I use a AVM6890 (DE) for fiber WAN and a second 6890 (International for LTE. The choice of router for WAN or LTE should not be significant. Both have firmware 7.01. Remote access is tested over a second fiber connection using an AVM 5790 and an iphone connected to that router over wifi.
All devices that I wish to be able to reach from the outside (video cameras etc.) are given static addresses below 0.100 with the 6890 Int as the gateway at 0.1. DHCP is disabled. Port forwarding is enabled in both routers to the same external port numbers.
The 6890 DE has the gateway address 0.2. DHCP is enabled and the range is from 0.100 up.
Both routers are interconnected on the LAN side. Any device that is connected to the network by cable or over wifi gets an IP address by DHCP and sees the 6890DE as the gateway. This should avoid using too much data on LTE. Surf and streaming profit from the 250/100 speed of the fiber connection.
If the WAN connection is lost while using a computer or handheld device one needs to change the gateway address in network settings from 192.168.0.2 to 192.168.0.1 in order to continue to access the internet. For Windows computers (Mac?), an alternative solution is to use "dual homing" which implies that the gateway address of both routers be present under IPv4 settings advanced in the WAN router. With "metric on the default automatic", the fastest link is chosen, i.e. fiber when it is available (There might be a problem if fast Carrier Aggregation is used by the LTE router since CA speed can match fiber speed. Then it might be better to go for a lower speed and maybe set the metric manually for the LTE gateway). With dual homing active on the WAN router and after pulling the LAN cable, all appears OK on the LTE router. Surf +, PF +, VPN +, Telephony +. And I have an internet connection overe LTE on my PC without changing the gateway address.
Handheld devices such as smartphones store the gateway address together with the wifi credentials so the easiest way to switch the gateway is to change the wifi connection from 6890 DE to 6890 Int. There doesn't seem to be possible to use dual gateway addresses on a iOS device.
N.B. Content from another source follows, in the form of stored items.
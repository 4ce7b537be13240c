use std::str::FromStr;

use crate::language::InputError;

/// Which tree to build. Tooling wants everything needed to write the
/// document back out; applications only want the messages.
#[derive(Debug, Clone, Copy, PartialEq, Eq, Default)]
pub enum Mode {
    #[default]
    Full,
    Partial,
}

impl FromStr for Mode {
    type Err = InputError;

    fn from_str(value: &str) -> Result<Mode, InputError> {
        match value
            .trim()
            .to_ascii_lowercase()
            .as_str()
        {
            "full" => Ok(Mode::Full),
            "partial" => Ok(Mode::Partial),
            _ => Err(InputError {
                value: value.to_string(),
                expected: "one of 'full' or 'partial'",
            }),
        }
    }
}

#[derive(Debug, Clone, Copy, PartialEq, Eq, Default)]
pub struct Context {
    mode: Mode,
}

impl Context {
    pub fn new(mode: Mode) -> Context {
        Context { mode }
    }

    pub fn full() -> Context {
        Context::new(Mode::Full)
    }

    pub fn partial() -> Context {
        Context::new(Mode::Partial)
    }

    pub fn mode(&self) -> Mode {
        self.mode
    }

    /// Whether comments and sections become nodes or are skipped over.
    pub fn retains_trivia(&self) -> bool {
        self.mode == Mode::Full
    }
}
VoIP remains active if the WAN connection is lost since both routers register the same phone number under separate user addresses at the SIP gate server.
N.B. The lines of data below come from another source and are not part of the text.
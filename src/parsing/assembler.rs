//! Folding parsed entries into a Body.
//!
//! A comment is held back until we know what follows it. Consecutive
//! comments merge into one; a comment directly above a message or section
//! is attached to that entry. A comment left over at the end of input
//! becomes an entry of its own.

use crate::language::*;

/// What the entry rule produced. In Partial mode comments and sections are
/// consumed without building anything.
#[derive(Debug, PartialEq)]
pub enum Scanned {
    Entry(Entry),
    Discarded,
}

#[derive(Debug, Default)]
pub struct Assembler {
    entries: Vec<Entry>,
    pending: Option<Comment>,
}

impl Assembler {
    pub fn new() -> Assembler {
        Assembler::default()
    }

    pub fn push(&mut self, scanned: Scanned) {
        let entry = match scanned {
            Scanned::Entry(entry) => entry,
            Scanned::Discarded => return,
        };

        match entry {
            Entry::Comment(comment) => {
                let merged = match self
                    .pending
                    .take()
                {
                    Some(previous) => previous.merge(comment),
                    None => comment,
                };
                self.pending = Some(merged);
            }
            Entry::Message(mut message) => {
                message.comment = self
                    .pending
                    .take();
                self.entries
                    .push(Entry::Message(message));
            }
            Entry::Section(mut section) => {
                section.comment = self
                    .pending
                    .take();
                self.entries
                    .push(Entry::Section(section));
            }
        }
    }

    pub fn finish(mut self) -> Body {
        if let Some(comment) = self
            .pending
            .take()
        {
            self.entries
                .push(Entry::Comment(comment));
        }

        Body {
            entries: self.entries,
        }
    }
}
Devices in the network which have their ports forwarded for remote access can be accessed from the outside regardless of if the traffic goes through the WAN or LTE router. DynDNS.org shows the domain address which is updated every time that the LTE connection is reestablished. The LTE IP address doesn't change unless the LTE connection is interrupted on the router side. When the LTE operator refreshes the connection, the IP address is unchanged.
A push mail is sent every time that WAN reconnects. It would be preferable to have an alert that WAN is interrupted but there is none. One can check which router allows connecting over VPN or ping the WAN router the address of which never changes since it is bound to the routers MAC-address. (I'll put a photo cell on the LED of the fiber media converter. When the fiber connection is interrupted, the light goes out. Of course this does not help if the service provider has a delivery problem while the physical fiberis intact. The LED only indicates that there is light passing through from the last fiber node 2 km away to the media converter).
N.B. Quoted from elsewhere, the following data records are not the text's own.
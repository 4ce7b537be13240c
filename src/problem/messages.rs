use ftl::{
    formatting::{Render, Syntax},
    parsing::{Context, ParsingError, Problem},
};

use crate::problem::Present;

/// Show a fragment of valid FTL, highlighted if the renderer does that. The
/// text is shown as given if it can't be parsed and written back out.
fn example(text: &str, renderer: &dyn Render) -> String {
    let presented = match ftl::parsing::parse_str(text, Context::full()) {
        Ok(body) => body.present(renderer),
        Err(_) => return text.to_string(),
    };

    match presented {
        Ok(result) => result
            .trim_end()
            .to_string(),
        Err(_) => text.to_string(),
    }
}

/// Generate problem and detail messages for parsing errors
pub fn generate_error_message(error: &ParsingError, renderer: &dyn Render) -> (String, String) {
    match &error.problem {
        Problem::UnexpectedEndOfInput => (
            "Unexpected end of input".to_string(),
            "The file ended in the middle of an entry.".to_string(),
        ),
        Problem::UnexpectedCharacter(found, expected) => (
            format!("Expected '{}'", expected),
            format!(
                "The parser was looking for '{}' but found '{}' instead.",
                expected,
                found.escape_debug()
            ),
        ),
        Problem::Expected(value) => (
            format!("Expected {}", value),
            format!(
                "The parser was looking for {} but found something else.",
                value
            ),
        ),
        Problem::InvalidNumber => (
            "Invalid number".to_string(),
            format!(
                r#"
Numbers are digits optionally followed by a decimal point and at least one
more digit, for example {} or {}. There is no sign and no exponent.
                "#,
                renderer.style(Syntax::Numeric, "42"),
                renderer.style(Syntax::Numeric, "3.14")
            )
            .trim_ascii()
            .to_string(),
        ),
        Problem::InvalidBuiltin(name) => (
            format!("Invalid builtin '{}'", name),
            format!(
                r#"
Only builtin functions can be called, and their names are written in
uppercase letters (along with '.', '?', '_' and '-'), for example:

    {}
                "#,
                example("price = { NUMBER($amount, style = \"currency\") }", renderer)
            )
            .trim_ascii()
            .to_string(),
        ),
        Problem::InvalidSelectSpacing(count) => (
            "Incorrect spacing before '->'".to_string(),
            format!(
                r#"
A select expression needs exactly one space between the selector and the
arrow, but {} found. For example:

{}
                "#,
                match count {
                    0 => "none was".to_string(),
                    1 => "one was".to_string(),
                    n => format!("{} were", n),
                },
                example(
                    "emails = { $count ->\n  [one] One new email\n  *[other] { $count } new emails\n}",
                    renderer
                )
            )
            .trim_ascii()
            .to_string(),
        ),
        Problem::MissingValue => (
            "Message has no value".to_string(),
            format!(
                r#"
A message needs a pattern, a list of members, or both, after the '='.
For example:

{}
                "#,
                example("hello = Hello, { $name }!", renderer)
            )
            .trim_ascii()
            .to_string(),
        ),
        Problem::IllegalParserState => (
            "Illegal parser state".to_string(),
            "Internal parser error. This should not have happened! Sorry.".to_string(),
        ),
    }
}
When living in the house during the summer, it is enough to use the built in fallback option to LTE of the WAN 6890 DE router since remote access is not important.
The same set up can be used with a 6840 on the LTE side and any of the 5x90 on the WAN side. With the 6890 fallback functionality between WAN and LTE works in a most impressive way for surfing - but not yet for remote access. Let's hope that AVM has the ambition to address this shortcoming. It seems that the router is mostly sold in Germany so feedback from German users is important.
LTE testare på 4G 2600, 1800, 900, 800 med Fritzbox AVM 6890, AVM6840, AVM6842, AVM 6820 och AVM 7590/7490/7390 samt diverse mifis från ZTE och Netgear. Några huaweimodem på hyllan.